Craig Mundie: I can't really give you a sneak peek into the next version of Windows per se. My time horizon is actually kind of longer term than that, so what I might do is to talk about the kind of things that I think your readers might be interested in – the time horizon beyond the next version of Windows.
APC: Sure.
Craig Mundie: One of the things that is changing over the next five to 10 years is that the industry will fundamentally change the architecture of the microprocessor and with that will create a new level of capability in these machines.
I think it is likely that in that time horizon that the current price and power levels that we think of as today's microprocessors, are likely be 50 or even 100 times more powerful.
These should give us the basis of making qualitative changes in what people expect from these computer systems. So things that the industry has traditionally struggled to achieve, like perfect dictation or multilingual support, will be changing the experience of man/machine interaction significantly.
Some of these things may be on the horizon at levels that will surprise people. If we can master the necessary architectural changes, it will provide computing capability that is substantially greater than anything we have experienced today.
So despite the power of the machines that people have on their desk today, we really still think that this whole evolution is in its infancy and over that longer time horizon, we are likely to see some fairly dramatic changes.
That is one of the reasons we keep investing in new technologies for writing and expressing programs, new models of integrating them and for operating them across the internet or multi-machine environments.
We are very enthused about that on a longer cycle basis and expect that that the Windows franchise will continue to move forward to avail everybody of these capabilities.
APC: So, speaking of the changing architecture of microprocessors, one of the big hurdles the software industry is facing at the moment is adopting new programming methods to take advantage of parallel processing. Have there been any leaps forward within Microsoft recently in that space?
Craig Mundie: Well they are out there although most of them are not public yet. We have been very focused on this in our research organisation for the last five or six years and we're increasingly optimistic that there will be tools that will facilitate the construction of highly concurrent systems.
One area that your readers might want to explore as a precursor to some of this is the robotics SDK that the company started delivering on the web last December. It is a new product for Microsoft, and an area that we haven't historically been in, but many of the tools and technologies that are in our robotics studio SDK, are precursors of the kinds of tools that the broad developer community will find interesting as they have to construct larger scale, highly concurrent applications.
The Robotics SDK, for example, has a visual programming model where people can wire-up concurrent applications that are actually running concurrently on multiple machines but which are heterogeneous in architectural sense.

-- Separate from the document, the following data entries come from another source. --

use std::fmt;

use serde::{Deserialize, Serialize};
use tracing::info;

use crate::error::{MeteorError, RemoteError, Result};
use crate::scoring::Candidate;
use crate::verify::Classification;

/// How a run decides on candidates.
#[derive(Clone, Copy, Debug, Default, PartialEq, Eq, Serialize, Deserialize)]
#[serde(rename_all = "kebab-case")]
pub enum Mode {
    /// Local pre-filter, then remote verification of candidates.
    #[default]
    Hybrid,
    /// Local pre-filter only; candidates are accepted as they are.
    LocalOnly,
    /// Local pre-filter only; the caller lists instead of copying.
    PrefilterOnly,
}

impl Mode {
    pub fn uses_remote(self) -> bool {
        matches!(self, Self::Hybrid)
    }
}

impl fmt::Display for Mode {
    fn fmt(&self, f: &mut fmt::Formatter<'_>) -> fmt::Result {
        match self {
            Self::Hybrid => write!(f, "hybrid"),
            Self::LocalOnly => write!(f, "local-only"),
            Self::PrefilterOnly => write!(f, "prefilter-only"),
        }
    }
}

/// Mode flags as given by the user.
#[derive(Clone, Copy, Debug, Default, PartialEq, Eq)]
pub struct ModeSelection {
    pub local: bool,
    pub prefilter_only: bool,
}

/// Turn the user's flags into a [`Mode`].
///
/// Asking for both local-only and prefilter-only is a configuration error.
/// Hybrid without a remote classifier degrades to local-only.
pub fn resolve_mode(selection: ModeSelection, remote_available: bool) -> Result<Mode> {
    match (selection.local, selection.prefilter_only) {
        (true, true) => Err(MeteorError::Configuration(
            "--local and --prefilter-only cannot be combined".into(),
        )),
        (true, false) => Ok(Mode::LocalOnly),
        (false, true) => Ok(Mode::PrefilterOnly),
        (false, false) if remote_available => Ok(Mode::Hybrid),
        (false, false) => {
            info!("No verification service available, running local-only");
            Ok(Mode::LocalOnly)
        }
    }
}

/// Per-image decision state. Everything except `Pending` and `Escalated` is
/// terminal.
#[derive(Clone, Copy, Debug, PartialEq, Eq, Serialize, Deserialize)]
pub enum ImageState {
    Pending,
    Rejected,
    AcceptedLocal,
    Escalated,
    AcceptedRemote,
    EscalationFailed,
}

impl ImageState {
    pub fn is_terminal(self) -> bool {
        !matches!(self, Self::Pending | Self::Escalated)
    }

    /// The verdict of a terminal state.
    pub fn verdict(self) -> Option<Verdict> {
        match self {
            Self::Rejected => Some(Verdict::Rejected),
            Self::AcceptedLocal => Some(Verdict::AcceptedLocal),
            Self::AcceptedRemote => Some(Verdict::AcceptedRemote),
            Self::EscalationFailed => Some(Verdict::EscalationFailed),
            Self::Pending | Self::Escalated => None,
        }
    }

    /// A hybrid `Pending` image moves on once the verifier has answered
    /// whether it takes another call: `Escalated` when it does,
    /// `AcceptedLocal` when the budget is spent or the run has degraded.
    pub fn with_remote_permit(self, permitted: bool) -> ImageState {
        debug_assert_eq!(self, Self::Pending);
        if permitted {
            Self::Escalated
        } else {
            Self::AcceptedLocal
        }
    }

    /// `Escalated` resolved by the verification boundary. The only exits are
    /// `AcceptedRemote`, `Rejected` and `EscalationFailed`.
    pub fn after_verification(
        self,
        outcome: &std::result::Result<Classification, RemoteError>,
    ) -> ImageState {
        debug_assert_eq!(self, Self::Escalated);
        match outcome {
            Ok(c) if c.is_meteor => Self::AcceptedRemote,
            Ok(_) => Self::Rejected,
            Err(_) => Self::EscalationFailed,
        }
    }
}

/// Final verdict on one image.
#[derive(Clone, Copy, Debug, PartialEq, Eq, Hash, Serialize, Deserialize)]
pub enum Verdict {
    Rejected,
    AcceptedLocal,
    AcceptedRemote,
    EscalationFailed,
}

impl Verdict {
    pub fn is_accepted(self) -> bool {
        matches!(self, Self::AcceptedLocal | Self::AcceptedRemote)
    }
}

impl fmt::Display for Verdict {
    fn fmt(&self, f: &mut fmt::Formatter<'_>) -> fmt::Result {
        match self {
            Self::Rejected => write!(f, "rejected"),
            Self::AcceptedLocal => write!(f, "accepted (local)"),
            Self::AcceptedRemote => write!(f, "accepted (verified)"),
            Self::EscalationFailed => write!(f, "verification failed"),
        }
    }
}

/// Move a `Pending` image forward on local evidence alone.
///
/// The score bound comes from the candidate's own sensitivity level, the same
/// thresholds the scorer applied. A hybrid candidate stays `Pending` until
/// [`ImageState::with_remote_permit`] knows whether the verifier takes it.
pub fn decide(candidate: Option<&Candidate>, mode: Mode) -> ImageState {
    let Some(candidate) = candidate else {
        return ImageState::Rejected;
    };
    if candidate.score < candidate.level.thresholds().min_score {
        return ImageState::Rejected;
    }
    match mode {
        Mode::Hybrid => ImageState::Pending,
        Mode::LocalOnly | Mode::PrefilterOnly => ImageState::AcceptedLocal,
    }
}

It has a concurrently controlled runtime that basically deals with a lock-free synchronisation architecture, along with a new set of system services that operate in a highly distributed architecture.
Many of these things would be interesting to your reader, not because they reflect specifically what we would see in the traditional Windows environment, but because they show that the company is advancing the state-of-the-art in programming models and tools. I think these things will ultimately inform the more mainstream developer environment.